Hot weather brings US flue-cured down

Raleigh - As flue-cured tobacco harvesting got going in earnest in July, the US Department of Agriculture projected that production of this type - the first American type to be harvested - will be 503 mn pounds, down less than 1% from the 2007 crop, but 13% above two years ago.

Planted area is 221,000 acres, 1% below a year ago, but up 4% from 2006. Yield per acre is forecast at 2,276 pounds, 17 pounds above last year, and 178 pounds above the 2006 yield.

Yields will apparently increase in Georgia and Virginia compared to last year, while staying the same in South Carolina, and decreasing in North Carolina.

North Carolina remains the leading flue-cured state, with 75% of the estimated production. NC production is forecast at 378 mn pounds, up less than 1% from the 2007 crop, with planted area of 168,000 acres up 1% from last year. Yield is forecast at 2,250 pounds per acre, down 20 pounds from 2007, because of drought conditions - with soil moisture rated 75% short to very short.
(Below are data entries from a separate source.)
//! ``src/controller/pointer.rs``
//! ============================================================================
//! # `PointerDisambiguator`: raw mouse events to panel actions
//!
//! Terminals report presses, releases, drags and wheel steps but rarely
//! double-clicks, so a second release on the same `(panel, item)` within the
//! double-click window is promoted to an activation. A release that ends a
//! drag is not a click.
//!
//! The status-bar hot words live here too: they are clicked like everything
//! else but map straight to a key.

use std::ops::Range;
use std::time::{Duration, Instant};

use crossterm::event::{MouseButton, MouseEventKind};
use tracing::trace;

use crate::model::panel_focus::Panel;

/// Left-button and wheel events, the only ones the session reacts to.
#[derive(Debug, Clone, Copy, PartialEq, Eq)]
pub enum PointerKind {
    Press,
    Release,
    /// A double-click detected by the input source itself. Crossterm never
    /// reports one, so [`Self::from_mouse`] does not produce it; callers
    /// with such a source pass it to [`PointerDisambiguator::classify`].
    DoubleClick,
    Drag,
    Move,
    ScrollUp,
    ScrollDown,
}

impl PointerKind {
    #[must_use]
    pub const fn from_mouse(kind: MouseEventKind) -> Option<Self> {
        match kind {
            MouseEventKind::Down(MouseButton::Left) => Some(Self::Press),
            MouseEventKind::Up(MouseButton::Left) => Some(Self::Release),
            MouseEventKind::Drag(MouseButton::Left) => Some(Self::Drag),
            MouseEventKind::Moved => Some(Self::Move),
            MouseEventKind::ScrollUp => Some(Self::ScrollUp),
            MouseEventKind::ScrollDown => Some(Self::ScrollDown),
            _ => None,
        }
    }
}

/// Gesture left after drag tracking.
#[derive(Debug, Clone, Copy, PartialEq, Eq)]
pub enum Gesture {
    Click { double: bool },
    ScrollUp,
    ScrollDown,
}

/// Panel under the pointer and the item row hit, if any.
#[derive(Debug, Clone, Copy, PartialEq, Eq)]
pub struct PanelHit {
    pub panel: Panel,
    pub item: Option<usize>,
}

#[derive(Debug, Clone, Copy, PartialEq, Eq)]
pub enum PointerAction {
    /// Select the item.
    Hover(usize),
    /// Select and open the item.
    Activate(usize),
    ScrollUp,
    ScrollDown,
    None,
}

#[derive(Debug, Clone, Copy, PartialEq, Eq)]
struct ClickState {
    target: (Panel, usize),
    at: Instant,
}

#[derive(Debug, Clone)]
pub struct PointerDisambiguator {
    window: Duration,
    last_click: Option<ClickState>,
    dragging: bool,
}

impl PointerDisambiguator {
    #[must_use]
    pub const fn new(window: Duration) -> Self {
        Self {
            window,
            last_click: None,
            dragging: false,
        }
    }

    /// Track drags and reduce `kind` to a gesture. Press, move and drag
    /// events, and the release ending a drag, yield nothing.
    pub fn gesture(&mut self, kind: PointerKind) -> Option<Gesture> {
        match kind {
            PointerKind::Press => {
                self.dragging = false;
                None
            }
            PointerKind::Drag => {
                self.dragging = true;
                None
            }
            PointerKind::Move => None,
            PointerKind::Release => {
                let was_drag = std::mem::replace(&mut self.dragging, false);
                (!was_drag).then_some(Gesture::Click { double: false })
            }
            PointerKind::DoubleClick => {
                self.dragging = false;
                Some(Gesture::Click { double: true })
            }
            PointerKind::ScrollUp => Some(Gesture::ScrollUp),
            PointerKind::ScrollDown => Some(Gesture::ScrollDown),
        }
    }

    /// Classify one raw event.
    pub fn classify(&mut self, hit: Option<PanelHit>, kind: PointerKind, now: Instant) -> PointerAction {
        let gesture = self.gesture(kind);
        self.classify_gesture(hit, gesture, now)
    }

    /// Classify a gesture already produced by [`Self::gesture`].
    pub fn classify_gesture(
        &mut self,
        hit: Option<PanelHit>,
        gesture: Option<Gesture>,
        now: Instant,
    ) -> PointerAction {
        let (Some(hit), Some(gesture)) = (hit, gesture) else {
            return PointerAction::None;
        };

        let action = match gesture {
            Gesture::ScrollUp => PointerAction::ScrollUp,
            Gesture::ScrollDown => PointerAction::ScrollDown,
            Gesture::Click { double } => match hit.item {
                None => PointerAction::None,
                Some(item) => self.click(hit.panel, item, double, now),
            },
        };
        trace!("pointer {:?} on {:?} -> {:?}", gesture, hit, action);
        action
    }

    fn click(&mut self, panel: Panel, item: usize, double: bool, now: Instant) -> PointerAction {
        let target = (panel, item);
        let repeated = self.last_click.is_some_and(|last| {
            last.target == target && now.saturating_duration_since(last.at) < self.window
        });
        self.last_click = Some(ClickState { target, at: now });

        if double || repeated {
            PointerAction::Activate(item)
        } else {
            PointerAction::Hover(item)
        }
    }
}

// ------------------------------------------------------------
// Status bar hot words
// ------------------------------------------------------------

pub const HELP_TEXT: &str =
    "q:Quit d:Del n:New e:Edit c:Copy v:Paste x:Cut r:Rename u:Unmount ::Cmd /:Search h:Hidden";

/// Columns reserved to the right of the hints.
pub const HELP_RESERVED_COLUMNS: u16 = 25;

/// One clickable hint: column range on the status line and the key it stands for.
#[derive(Debug, Clone, PartialEq, Eq)]
pub struct HotWord {
    pub columns: Range<u16>,
    pub key: char,
}

/// The part of [`HELP_TEXT`] that fits a terminal `width` columns wide.
#[must_use]
pub fn visible_help(width: u16) -> &'static str {
    let limit = usize::from(width.saturating_sub(HELP_RESERVED_COLUMNS));
    &HELP_TEXT[..limit.min(HELP_TEXT.len())]
}

/// Hints that fit entirely, laid out from column `x`.
#[must_use]
pub fn hot_words(x: u16, width: u16) -> Vec<HotWord> {
    let limit = usize::from(width.saturating_sub(HELP_RESERVED_COLUMNS));
    let mut words = Vec::new();
    let mut cursor = 0usize;

    for token in HELP_TEXT.split(' ') {
        if cursor + token.len() > limit {
            break;
        }
        if let Some(key) = token.chars().next() {
            let start = x.saturating_add(cursor as u16);
            words.push(HotWord {
                columns: start..start.saturating_add(token.len() as u16),
                key,
            });
        }
        cursor += token.len() + 1;
    }
    words
}

/// Key of the hint under `column`, if any.
#[must_use]
pub fn hot_word_at(x: u16, width: u16, column: u16) -> Option<char> {
    hot_words(x, width)
        .into_iter()
        .find(|w| w.columns.contains(&column))
        .map(|w| w.key)
}

#[cfg(test)]
mod tests {
    use super::*;

    const WINDOW: Duration = Duration::from_millis(400);

    fn on(panel: Panel, item: usize) -> Option<PanelHit> {
        Some(PanelHit {
            panel,
            item: Some(item),
        })
    }

    #[test]
    fn second_click_within_window_activates() {
        let mut pointer = PointerDisambiguator::new(WINDOW);
        let t0 = Instant::now();

        assert_eq!(pointer.classify(on(Panel::Tree, 3), PointerKind::Release, t0), PointerAction::Hover(3));
        assert_eq!(
            pointer.classify(on(Panel::Tree, 3), PointerKind::Release, t0 + Duration::from_millis(250)),
            PointerAction::Activate(3)
        );
    }

    #[test]
    fn slow_or_different_clicks_only_hover() {
        let mut pointer = PointerDisambiguator::new(WINDOW);
        let t0 = Instant::now();

        pointer.classify(on(Panel::Tree, 3), PointerKind::Release, t0);
        assert_eq!(
            pointer.classify(on(Panel::Tree, 3), PointerKind::Release, t0 + Duration::from_millis(401)),
            PointerAction::Hover(3)
        );
        assert_eq!(
            pointer.classify(on(Panel::Tree, 4), PointerKind::Release, t0 + Duration::from_millis(500)),
            PointerAction::Hover(4)
        );
        assert_eq!(
            pointer.classify(on(Panel::Drives, 4), PointerKind::Release, t0 + Duration::from_millis(600)),
            PointerAction::Hover(4)
        );
    }

    #[test]
    fn click_state_restarts_after_a_late_click() {
        let mut pointer = PointerDisambiguator::new(WINDOW);
        let t0 = Instant::now();

        pointer.classify(on(Panel::Shortcuts, 1), PointerKind::Release, t0);
        pointer.classify(on(Panel::Shortcuts, 1), PointerKind::Release, t0 + Duration::from_secs(1));
        assert_eq!(
            pointer.classify(
                on(Panel::Shortcuts, 1),
                PointerKind::Release,
                t0 + Duration::from_millis(1200)
            ),
            PointerAction::Activate(1)
        );
    }

    #[test]
    fn platform_double_click_activates_immediately() {
        let mut pointer = PointerDisambiguator::new(WINDOW);
        assert_eq!(
            pointer.classify(on(Panel::Drives, 0), PointerKind::DoubleClick, Instant::now()),
            PointerAction::Activate(0)
        );
    }

    #[test]
    fn drag_release_is_not_a_click() {
        let mut pointer = PointerDisambiguator::new(WINDOW);
        let t0 = Instant::now();
        pointer.classify(on(Panel::Tree, 2), PointerKind::Release, t0);

        assert_eq!(pointer.classify(on(Panel::Tree, 2), PointerKind::Press, t0), PointerAction::None);
        assert_eq!(pointer.classify(on(Panel::Tree, 2), PointerKind::Drag, t0), PointerAction::None);
        assert_eq!(
            pointer.classify(on(Panel::Tree, 2), PointerKind::Release, t0 + Duration::from_millis(100)),
            PointerAction::None
        );
    }

    #[test]
    fn wheel_ignores_row_and_outside_is_none() {
        let mut pointer = PointerDisambiguator::new(WINDOW);
        let now = Instant::now();
        let header = Some(PanelHit {
            panel: Panel::Tree,
            item: None,
        });

        assert_eq!(pointer.classify(header, PointerKind::ScrollDown, now), PointerAction::ScrollDown);
        assert_eq!(pointer.classify(header, PointerKind::ScrollUp, now), PointerAction::ScrollUp);
        assert_eq!(pointer.classify(header, PointerKind::Release, now), PointerAction::None);
        assert_eq!(pointer.classify(None, PointerKind::ScrollUp, now), PointerAction::None);
    }

    #[test]
    fn left_button_only() {
        assert_eq!(
            PointerKind::from_mouse(MouseEventKind::Up(MouseButton::Left)),
            Some(PointerKind::Release)
        );
        assert_eq!(PointerKind::from_mouse(MouseEventKind::Up(MouseButton::Right)), None);
    }

    #[test]
    fn hot_words_follow_the_help_text() {
        let words = hot_words(0, 200);
        assert_eq!(words.len(), 12);
        assert_eq!(words[0], HotWord { columns: 0..6, key: 'q' });
        assert_eq!(words[1], HotWord { columns: 7..12, key: 'd' });
        assert_eq!(hot_word_at(0, 200, 8), Some('d'));
        assert_eq!(hot_word_at(0, 200, 6), None);

        let cmd = words.iter().find(|w| w.key == ':').expect("cmd hint");
        assert_eq!(&HELP_TEXT[usize::from(cmd.columns.start)..usize::from(cmd.columns.end)], "::Cmd");
    }

    #[test]
    fn narrow_terminal_truncates_hints() {
        assert_eq!(visible_help(37), "q:Quit d:Del");
        let words = hot_words(0, 37);
        assert_eq!(words.iter().map(|w| w.key).collect::<Vec<_>>(), vec!['q', 'd']);
        assert!(hot_words(0, 10).is_empty());
    }
}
But the majority of the crop was rated in fair to good condition.

In the other flue-cured states:
  • South Carolina production is forecast at 45 mn pounds, down 2% from a year ago. Planted area at 20,000 acres is 2% below 2007. Yield is forecast at 2,250 pounds, unchanged from last year. Most of the crop was rated in fair condition, but low soil moisture affected plant growth.
  • In Virginia, production is forecast at 42.5 mn pounds, up 4% from 2007. Planted area is 6% below a year ago at 17,000 acres. Yield is forecast at 2,500 pounds, 220 pounds above last year, although dry conditions since transplanting have stressed the crop considerably. Growers began irrigating at the end of June, with optimism for a good crop, which was rated in fair to good condition.
  • In Georgia, production is forecast at 37.6 mn pounds, down 5% from a year ago. Planted area is 16,000 acres, 14% below 2007. Yield per acre is forecast at 2,350 pounds, 200 above last year. While dry conditions prevailed and soil moisture was short, there was relatively little tomato spotted wilt virus. With disease pressure down, growers were expecting one of the best crops in years.
  • Florida was not included in the survey since its leaders have elected not to participate. - (Bickers)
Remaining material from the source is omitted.